Study material:
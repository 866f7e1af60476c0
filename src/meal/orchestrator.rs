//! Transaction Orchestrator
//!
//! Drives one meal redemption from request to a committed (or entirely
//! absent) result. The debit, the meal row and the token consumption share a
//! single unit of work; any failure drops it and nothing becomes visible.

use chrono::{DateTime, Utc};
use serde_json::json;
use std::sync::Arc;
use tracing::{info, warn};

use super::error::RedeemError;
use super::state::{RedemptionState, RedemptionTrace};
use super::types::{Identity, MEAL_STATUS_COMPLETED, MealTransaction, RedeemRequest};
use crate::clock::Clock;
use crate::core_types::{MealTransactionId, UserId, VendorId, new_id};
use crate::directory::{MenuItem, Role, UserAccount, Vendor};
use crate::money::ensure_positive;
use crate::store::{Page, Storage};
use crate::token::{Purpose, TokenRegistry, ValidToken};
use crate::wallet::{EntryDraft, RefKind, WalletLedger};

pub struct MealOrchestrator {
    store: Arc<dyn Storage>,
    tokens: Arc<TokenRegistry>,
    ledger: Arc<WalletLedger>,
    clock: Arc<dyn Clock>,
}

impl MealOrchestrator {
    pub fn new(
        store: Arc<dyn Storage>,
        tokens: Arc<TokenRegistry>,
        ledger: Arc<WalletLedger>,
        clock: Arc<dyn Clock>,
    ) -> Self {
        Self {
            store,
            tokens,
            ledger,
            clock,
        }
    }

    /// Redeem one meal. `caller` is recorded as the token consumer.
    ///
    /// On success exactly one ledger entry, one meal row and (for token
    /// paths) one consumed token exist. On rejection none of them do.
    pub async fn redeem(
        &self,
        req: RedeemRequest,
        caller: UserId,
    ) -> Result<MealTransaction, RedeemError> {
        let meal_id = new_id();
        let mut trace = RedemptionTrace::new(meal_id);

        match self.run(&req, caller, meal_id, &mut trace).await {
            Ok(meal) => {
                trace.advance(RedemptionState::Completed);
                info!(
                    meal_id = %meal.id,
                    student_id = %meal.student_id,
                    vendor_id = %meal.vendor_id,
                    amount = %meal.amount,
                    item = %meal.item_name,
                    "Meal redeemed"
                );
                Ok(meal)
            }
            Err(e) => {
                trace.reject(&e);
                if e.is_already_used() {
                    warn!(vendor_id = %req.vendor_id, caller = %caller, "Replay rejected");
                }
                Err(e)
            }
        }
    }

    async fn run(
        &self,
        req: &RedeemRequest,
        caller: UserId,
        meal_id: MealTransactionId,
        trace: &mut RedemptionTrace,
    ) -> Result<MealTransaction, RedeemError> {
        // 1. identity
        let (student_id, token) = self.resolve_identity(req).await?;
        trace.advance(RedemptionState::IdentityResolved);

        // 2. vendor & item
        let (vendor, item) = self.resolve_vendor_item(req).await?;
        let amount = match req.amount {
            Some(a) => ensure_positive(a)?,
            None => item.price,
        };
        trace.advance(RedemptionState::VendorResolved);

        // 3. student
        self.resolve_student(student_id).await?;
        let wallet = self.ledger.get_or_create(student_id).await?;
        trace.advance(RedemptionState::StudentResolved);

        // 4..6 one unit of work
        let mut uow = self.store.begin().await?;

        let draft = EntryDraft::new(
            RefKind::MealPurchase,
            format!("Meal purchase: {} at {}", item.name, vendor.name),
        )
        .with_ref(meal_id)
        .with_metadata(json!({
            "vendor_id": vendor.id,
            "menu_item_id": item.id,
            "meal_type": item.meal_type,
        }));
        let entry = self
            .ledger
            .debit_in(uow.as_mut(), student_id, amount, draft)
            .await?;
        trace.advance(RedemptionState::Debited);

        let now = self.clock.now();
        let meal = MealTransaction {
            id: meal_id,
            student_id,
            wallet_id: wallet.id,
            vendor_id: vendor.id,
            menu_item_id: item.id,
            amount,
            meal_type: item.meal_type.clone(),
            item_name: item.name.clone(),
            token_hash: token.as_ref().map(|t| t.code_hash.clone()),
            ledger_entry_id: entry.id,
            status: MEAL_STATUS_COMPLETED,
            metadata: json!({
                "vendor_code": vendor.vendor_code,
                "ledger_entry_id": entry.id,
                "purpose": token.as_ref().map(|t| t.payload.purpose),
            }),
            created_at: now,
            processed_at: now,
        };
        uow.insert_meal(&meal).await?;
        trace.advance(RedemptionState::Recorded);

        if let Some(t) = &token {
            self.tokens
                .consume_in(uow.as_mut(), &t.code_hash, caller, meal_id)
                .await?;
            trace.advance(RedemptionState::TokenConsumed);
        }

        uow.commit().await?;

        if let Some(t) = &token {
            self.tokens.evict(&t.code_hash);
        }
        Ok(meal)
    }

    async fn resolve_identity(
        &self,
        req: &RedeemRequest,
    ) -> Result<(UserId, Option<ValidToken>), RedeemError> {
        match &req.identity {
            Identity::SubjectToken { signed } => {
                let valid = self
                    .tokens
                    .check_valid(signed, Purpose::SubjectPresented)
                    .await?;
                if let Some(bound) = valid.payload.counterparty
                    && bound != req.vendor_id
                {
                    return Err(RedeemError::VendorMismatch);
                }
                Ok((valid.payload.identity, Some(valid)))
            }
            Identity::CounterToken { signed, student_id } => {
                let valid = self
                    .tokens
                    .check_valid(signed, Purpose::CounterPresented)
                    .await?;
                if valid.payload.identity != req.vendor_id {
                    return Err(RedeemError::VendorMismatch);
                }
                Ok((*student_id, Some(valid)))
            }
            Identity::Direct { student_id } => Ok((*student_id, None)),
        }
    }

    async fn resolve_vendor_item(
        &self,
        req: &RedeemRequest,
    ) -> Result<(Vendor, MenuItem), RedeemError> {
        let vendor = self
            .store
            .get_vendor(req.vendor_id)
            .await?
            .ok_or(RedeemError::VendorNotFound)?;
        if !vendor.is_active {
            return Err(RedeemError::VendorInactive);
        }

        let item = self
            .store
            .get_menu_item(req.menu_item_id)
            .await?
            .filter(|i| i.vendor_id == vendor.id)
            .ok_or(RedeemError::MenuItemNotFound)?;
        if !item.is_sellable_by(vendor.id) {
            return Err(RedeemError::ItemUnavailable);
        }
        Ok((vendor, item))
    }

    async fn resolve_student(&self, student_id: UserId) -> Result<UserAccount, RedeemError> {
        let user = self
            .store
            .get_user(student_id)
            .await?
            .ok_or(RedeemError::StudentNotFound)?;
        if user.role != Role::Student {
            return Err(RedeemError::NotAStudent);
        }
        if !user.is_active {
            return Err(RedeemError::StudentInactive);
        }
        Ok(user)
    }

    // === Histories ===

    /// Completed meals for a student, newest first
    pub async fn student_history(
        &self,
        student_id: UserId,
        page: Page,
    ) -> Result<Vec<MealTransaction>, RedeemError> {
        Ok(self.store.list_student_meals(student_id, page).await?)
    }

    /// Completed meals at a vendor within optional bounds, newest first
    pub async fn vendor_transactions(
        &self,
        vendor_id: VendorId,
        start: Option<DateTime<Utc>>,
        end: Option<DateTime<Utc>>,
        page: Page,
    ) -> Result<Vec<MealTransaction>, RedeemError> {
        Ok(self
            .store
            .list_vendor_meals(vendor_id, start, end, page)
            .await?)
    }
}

* * *

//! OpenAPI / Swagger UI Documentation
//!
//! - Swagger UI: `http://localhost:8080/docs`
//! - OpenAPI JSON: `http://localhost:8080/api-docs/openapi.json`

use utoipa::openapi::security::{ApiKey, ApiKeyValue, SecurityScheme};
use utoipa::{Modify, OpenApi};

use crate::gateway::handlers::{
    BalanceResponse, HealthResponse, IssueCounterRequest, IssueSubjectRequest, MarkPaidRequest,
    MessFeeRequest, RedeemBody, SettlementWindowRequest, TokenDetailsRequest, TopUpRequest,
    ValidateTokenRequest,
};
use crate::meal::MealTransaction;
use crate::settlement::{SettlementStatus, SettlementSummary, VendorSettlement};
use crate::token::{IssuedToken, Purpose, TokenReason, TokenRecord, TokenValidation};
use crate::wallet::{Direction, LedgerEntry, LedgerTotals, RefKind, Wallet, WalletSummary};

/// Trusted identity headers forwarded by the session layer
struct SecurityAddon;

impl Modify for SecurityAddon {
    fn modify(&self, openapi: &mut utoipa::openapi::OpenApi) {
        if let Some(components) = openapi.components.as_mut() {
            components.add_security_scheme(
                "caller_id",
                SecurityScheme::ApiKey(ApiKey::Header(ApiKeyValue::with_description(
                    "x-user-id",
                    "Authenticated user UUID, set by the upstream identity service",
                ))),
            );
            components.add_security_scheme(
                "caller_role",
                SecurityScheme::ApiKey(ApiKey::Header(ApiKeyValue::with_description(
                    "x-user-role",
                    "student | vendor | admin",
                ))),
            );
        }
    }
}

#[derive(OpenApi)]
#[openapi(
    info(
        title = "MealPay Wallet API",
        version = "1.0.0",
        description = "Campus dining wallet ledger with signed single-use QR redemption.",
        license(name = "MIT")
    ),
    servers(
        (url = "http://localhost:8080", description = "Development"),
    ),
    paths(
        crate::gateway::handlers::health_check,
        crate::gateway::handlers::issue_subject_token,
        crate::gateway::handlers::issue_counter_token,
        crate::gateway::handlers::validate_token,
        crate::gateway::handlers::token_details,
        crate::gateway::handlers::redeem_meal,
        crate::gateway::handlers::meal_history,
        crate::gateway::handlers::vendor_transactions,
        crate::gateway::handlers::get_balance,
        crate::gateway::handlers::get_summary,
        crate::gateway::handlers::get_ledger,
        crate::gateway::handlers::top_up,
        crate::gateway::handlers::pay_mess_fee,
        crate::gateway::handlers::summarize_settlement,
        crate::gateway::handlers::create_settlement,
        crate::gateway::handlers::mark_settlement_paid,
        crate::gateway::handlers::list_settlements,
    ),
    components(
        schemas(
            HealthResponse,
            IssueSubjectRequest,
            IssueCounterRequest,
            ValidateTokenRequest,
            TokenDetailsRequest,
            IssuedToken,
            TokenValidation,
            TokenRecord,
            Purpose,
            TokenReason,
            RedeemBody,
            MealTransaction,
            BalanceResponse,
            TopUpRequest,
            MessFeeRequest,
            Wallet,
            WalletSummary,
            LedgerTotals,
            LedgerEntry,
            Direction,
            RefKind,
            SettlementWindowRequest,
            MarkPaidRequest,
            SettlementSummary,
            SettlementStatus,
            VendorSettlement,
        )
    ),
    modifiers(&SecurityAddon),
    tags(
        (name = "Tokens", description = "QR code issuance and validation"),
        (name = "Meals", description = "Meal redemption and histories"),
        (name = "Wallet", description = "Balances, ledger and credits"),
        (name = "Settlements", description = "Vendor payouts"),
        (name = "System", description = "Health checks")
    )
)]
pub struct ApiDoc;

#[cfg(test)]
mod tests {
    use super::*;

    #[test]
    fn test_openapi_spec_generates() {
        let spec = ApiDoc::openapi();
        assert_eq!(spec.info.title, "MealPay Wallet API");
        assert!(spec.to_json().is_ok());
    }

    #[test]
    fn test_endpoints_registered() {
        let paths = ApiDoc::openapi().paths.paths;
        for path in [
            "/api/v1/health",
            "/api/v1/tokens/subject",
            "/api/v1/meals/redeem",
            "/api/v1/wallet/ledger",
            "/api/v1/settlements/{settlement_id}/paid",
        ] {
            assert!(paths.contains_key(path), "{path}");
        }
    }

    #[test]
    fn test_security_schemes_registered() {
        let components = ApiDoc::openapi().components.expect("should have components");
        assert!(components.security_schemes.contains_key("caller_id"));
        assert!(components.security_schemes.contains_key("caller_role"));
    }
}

Exercise goal: Every line of the listing that includes "UserAccount" must be shown.

Task response:
use crate::directory::{MenuItem, Role, UserAccount, Vendor};
    async fn resolve_student(&self, student_id: UserId) -> Result<UserAccount, RedeemError> {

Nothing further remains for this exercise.